Resultado: Los bacilos anómalos no pudieron adherirse a sus tejidos, vísceras,
o contaminar su sangre. Por el contrario, el Vilorium aumentaba el número de
sus plaquetas fortaleciendo las defensas de su sangre, desarrollando su fibra
muscular y provocando la proliferación de vellos sobre su piel. Gradualmente
sentía que sus fuerzas aumentaban, que sus cuarenta y ocho años cambiaban a
veinte. Pero Rufus se turbó. Un presagio nefasto y abrumador dirigió sus
pensamientos a una terrible posibilidad: La fórmula del Vilorium quizás no
estaba completada. Tal vez desde el comienzo fue un perfecto error. La proteína
nunca debió ser sustraída de la mosca. El tiempo pasaba y su compulsión por el
Vilorium se acentuaba: temblaba, sudaba frío, se tornaba irascible, violento,
no podía concentrarse en lo que hacía. Su corazón latía rápidamente. Se acordó
de aquella vieja película de James Clavells “La Mosca”, y lanzó una carcajada.

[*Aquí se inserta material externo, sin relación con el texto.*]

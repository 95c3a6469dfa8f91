use thiserror::Error;

#[derive(Debug, Clone, PartialEq, Error)]
pub enum FastError {
    #[error("Invalid image dimensions: {width}x{height} (must be > 0)")]
    InvalidImageSize { width: usize, height: usize },
    #[error("Image data length mismatch: expected {expected_len}, got {actual_len}")]
    InvalidImageData { expected_len: usize, actual_len: usize },
    #[error("Invalid threshold: {0} (must be 1-127)")]
    InvalidThreshold(u8),
    #[error("Patch size {patch_size} must be odd and smaller than minimum image dimension {min_image_dim}")]
    InvalidPatchSize { patch_size: usize, min_image_dim: usize },
    #[error("Image {width}x{height} too small (minimum {min_size}x{min_size})")]
    ImageTooSmall { width: usize, height: usize, min_size: usize },
}

pub type FastResult<T> = Result<T, FastError>;
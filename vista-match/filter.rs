use vista_core::Match;

#[cfg(feature = "serde")]
use serde::{Deserialize, Serialize};

/// Keep-threshold policy: a match survives when
/// `distance <= max(ratio * min_dist, floor)`.
#[derive(Debug, Clone, Copy, PartialEq)]
#[cfg_attr(feature = "serde", derive(Serialize, Deserialize))]
#[cfg_attr(feature = "serde", serde(default))]
pub struct FilterPolicy {
    pub ratio: f32,
    pub floor: f32,
}

impl Default for FilterPolicy {
    fn default() -> Self {
        Self {
            ratio: 1.5,
            floor: 0.02,
        }
    }
}

/// Smallest and largest distance over a match set
#[derive(Debug, Clone, Copy, PartialEq)]
pub struct DistanceBounds {
    pub min: f32,
    pub max: f32,
}

impl DistanceBounds {
    /// Bounds seeded from the data itself; `None` for an empty set.
    pub fn from_matches(matches: &[Match]) -> Option<Self> {
        if matches.is_empty() {
            return None;
        }
        let (min, max) = matches
            .iter()
            .fold((f32::INFINITY, f32::NEG_INFINITY), |(lo, hi), m| {
                (lo.min(m.distance), hi.max(m.distance))
            });
        Some(Self { min, max })
    }
}

impl FilterPolicy {
    pub fn threshold(&self, min_dist: f32) -> f32 {
        (self.ratio * min_dist).max(self.floor)
    }

    /// Order-preserving subset of `matches` passing the policy
    pub fn apply(&self, matches: &[Match]) -> Vec<Match> {
        let Some(bounds) = DistanceBounds::from_matches(matches) else {
            return Vec::new();
        };
        let threshold = self.threshold(bounds.min);
        let kept: Vec<Match> = matches
            .iter()
            .filter(|m| m.distance <= threshold)
            .copied()
            .collect();

        log::debug!(
            "distance bounds [{}, {}], threshold {}, kept {}/{}",
            bounds.min,
            bounds.max,
            threshold,
            kept.len(),
            matches.len()
        );
        kept
    }
}
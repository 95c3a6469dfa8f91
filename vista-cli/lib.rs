//! Feature-match visualisation and chessboard rectification.
//!
//! [`FeatureMatcher`] renders filtered FAST/BRIEF matches between two
//! images; [`Rectifier`] warps a four-board image onto a fixed canvas.
//! [`pipeline::run`] drives both over a materials directory.

pub mod config;
pub mod error;
pub mod feature_matcher;
pub mod pipeline;
pub mod rectify;
pub mod render;

pub use config::{RectifyConfig, RectifyJob, VistaConfig};
pub use error::{VistaError, VistaResult};
pub use feature_matcher::{FeatureMatcher, ImageFeatures, PairMatches};
pub use pipeline::{RunReport, run};
pub use rectify::{Quadrant, Rectification, Rectifier, Region};

pub use vista_core::{self, Descriptor, FeatureConfig, Keypoint, Match, init_thread_pool};
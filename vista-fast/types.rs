/// Segment-test outcome for a candidate pixel
#[derive(Clone, Copy, Debug, PartialEq, Eq)]
pub(crate) enum CornerType {
    Bright,
    Dark,
    None,
}

/// FAST candidate on the integer pixel grid, before suppression
#[derive(Debug, Clone, Copy, PartialEq)]
pub struct Candidate {
    pub x: usize,
    pub y: usize,
    pub response: f32,
}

No podía creerlo, sus colegas se burlarían con sólo decirlo. ¿Decir qué?, ¿que
probablemente estaría en la fase intermedia de una metamorfosis? Volvió a
carcajearse. Pero esta vez con miedo, un miedo que se le notaba en su mirada.
Un miedo que provocaba el movimiento involuntario de su pómulo izquierdo y un
frío desagradable en su espalda. -¡Basta!, pensaba. Lo que experimento no es
más que la reacción lógica de una droga. Su dependencia irrefrenable. Los días
se encargaron de mostrarle a Rufus la terrible verdad. Cuando el espejo del
baño, le reveló la probóscide de una horrenda mosca. Vomitó al instante,
manchando el espejo de un líquido viscoso que derretía todo. Era el vómito de
una genuina Prosopomya Pallida. Ojos compuestos color rojizo, cabeza cubierta
de filamentos parecidos al pelo, pero nunca comparables. ¡Mi cuerpo!, gritó.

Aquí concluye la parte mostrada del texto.